[Task objective]
Tally the lines in the records below that contain "None" and return only the result.

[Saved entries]

__________________________________________________

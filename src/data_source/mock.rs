//! Mock data source for testing and development
//!
//! Serves an in-memory chain, either loaded from a JSON fixture or the built-in
//! sample which walks a few spaces through an auction, a revocation and a
//! rejected open.

use super::{BlockBody, ChainSource, Covenant, MetaOutput, Transaction, TxOutput};
use crate::data_source::ActionTarget;
use crate::{Error, Result};
use anyhow::Context;
use async_trait::async_trait;
use serde::{Deserialize, Serialize};
use std::path::Path;

/// Height of the first block in the built-in sample
pub const SAMPLE_START_HEIGHT: u64 = 100;

/// One block of a mock chain
#[derive(Debug, Clone, Serialize, Deserialize)]
pub struct MockBlock {
    pub hash: String,
    #[serde(default)]
    pub tx_data: Vec<Transaction>,
}

/// Fixture file layout
#[derive(Debug, Clone, Serialize, Deserialize)]
pub struct MockChain {
    pub start_height: u64,
    pub blocks: Vec<MockBlock>,
}

/// Mock chain source providing blocks from memory
#[derive(Debug, Clone)]
pub struct MockChainSource {
    chain: MockChain,
}

impl MockChainSource {
    pub fn new(chain: MockChain) -> Self {
        Self { chain }
    }

    /// Load a chain from a JSON fixture
    pub fn from_file(path: &Path) -> Result<Self> {
        let contents = std::fs::read_to_string(path)
            .with_context(|| format!("Failed to read fixture {:?}", path))?;
        let chain: MockChain = serde_json::from_str(&contents)
            .with_context(|| format!("Failed to parse fixture {:?}", path))?;
        Ok(Self::new(chain))
    }

    pub fn start_height(&self) -> u64 {
        self.chain.start_height
    }

    fn find(&self, block_hash: &str) -> Result<(u64, &MockBlock)> {
        self.chain
            .blocks
            .iter()
            .enumerate()
            .find(|(_, b)| b.hash == block_hash)
            .map(|(i, b)| (self.chain.start_height + i as u64, b))
            .ok_or_else(|| Error::data_source(format!("unknown block {}", block_hash)))
    }

    /// Built-in sample chain
    pub fn sample() -> Self {
        let named = |name: &str, covenant: Option<Covenant>| TxOutput {
            name: Some(name.to_string()),
            covenant,
            value: Some(662),
            script_pubkey: None,
        };
        let action = |action: &str, target: &str, reason: Option<&str>| MetaOutput {
            action: Some(action.to_string()),
            target: Some(ActionTarget {
                name: target.to_string(),
            }),
            reason: reason.map(str::to_string),
            ..MetaOutput::default()
        };

        let blocks = vec![
            MockBlock {
                hash: "000000000000000000000000000000000000000000000000000000000000a100".into(),
                tx_data: vec![Transaction {
                    txid: "1a".repeat(32),
                    vout: vec![
                        TxOutput::default(),
                        named("@alice", Some(Covenant::bid(1000, Some(500)))),
                    ],
                    vmetaout: vec![],
                }],
            },
            MockBlock {
                hash: "000000000000000000000000000000000000000000000000000000000000a101".into(),
                tx_data: vec![],
            },
            MockBlock {
                hash: "000000000000000000000000000000000000000000000000000000000000a102".into(),
                tx_data: vec![
                    Transaction {
                        txid: "2b".repeat(32),
                        vout: vec![named("@alice", Some(Covenant::bid(2000, None)))],
                        vmetaout: vec![],
                    },
                    Transaction {
                        txid: "3c".repeat(32),
                        vout: vec![named("@bob", Some(Covenant::bid(500, Some(510))))],
                        vmetaout: vec![],
                    },
                ],
            },
            MockBlock {
                hash: "000000000000000000000000000000000000000000000000000000000000a103".into(),
                tx_data: vec![Transaction {
                    txid: "4d".repeat(32),
                    vout: vec![
                        named("@alice", Some(Covenant::transfer())),
                        named("@bob", Some(Covenant::bid(700, None))),
                    ],
                    vmetaout: vec![action("reject", "@carol", Some("space already exists"))],
                }],
            },
            MockBlock {
                hash: "000000000000000000000000000000000000000000000000000000000000a104".into(),
                tx_data: vec![Transaction {
                    txid: "5e".repeat(32),
                    vout: vec![],
                    vmetaout: vec![action("revoke", "@bob", None)],
                }],
            },
        ];

        Self::new(MockChain {
            start_height: SAMPLE_START_HEIGHT,
            blocks,
        })
    }
}

#[async_trait]
impl ChainSource for MockChainSource {
    async fn tip_height(&self) -> Result<Option<u64>> {
        let len = self.chain.blocks.len() as u64;
        Ok(len.checked_sub(1).map(|last| self.chain.start_height + last))
    }

    async fn block_hash(&self, height: u64) -> Result<String> {
        height
            .checked_sub(self.chain.start_height)
            .and_then(|i| self.chain.blocks.get(i as usize))
            .map(|b| b.hash.clone())
            .ok_or_else(|| Error::data_source(format!("block height {} out of range", height)))
    }

    async fn block(&self, block_hash: &str) -> Result<BlockBody> {
        let (height, block) = self.find(block_hash)?;
        let previous_block_hash = height
            .checked_sub(self.chain.start_height + 1)
            .and_then(|i| self.chain.blocks.get(i as usize))
            .map(|b| b.hash.clone());

        Ok(BlockBody {
            hash: block.hash.clone(),
            height,
            time: 0,
            previous_block_hash,
            tx: block.tx_data.iter().map(|tx| tx.txid.clone()).collect(),
        })
    }

    async fn relevant_transactions(&self, block_hash: &str) -> Result<Vec<Transaction>> {
        Ok(self.find(block_hash)?.1.tx_data.clone())
    }

    fn start_hint(&self) -> Option<u64> {
        Some(self.chain.start_height)
    }
}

__________________________________________________

[Answer to the problem]
4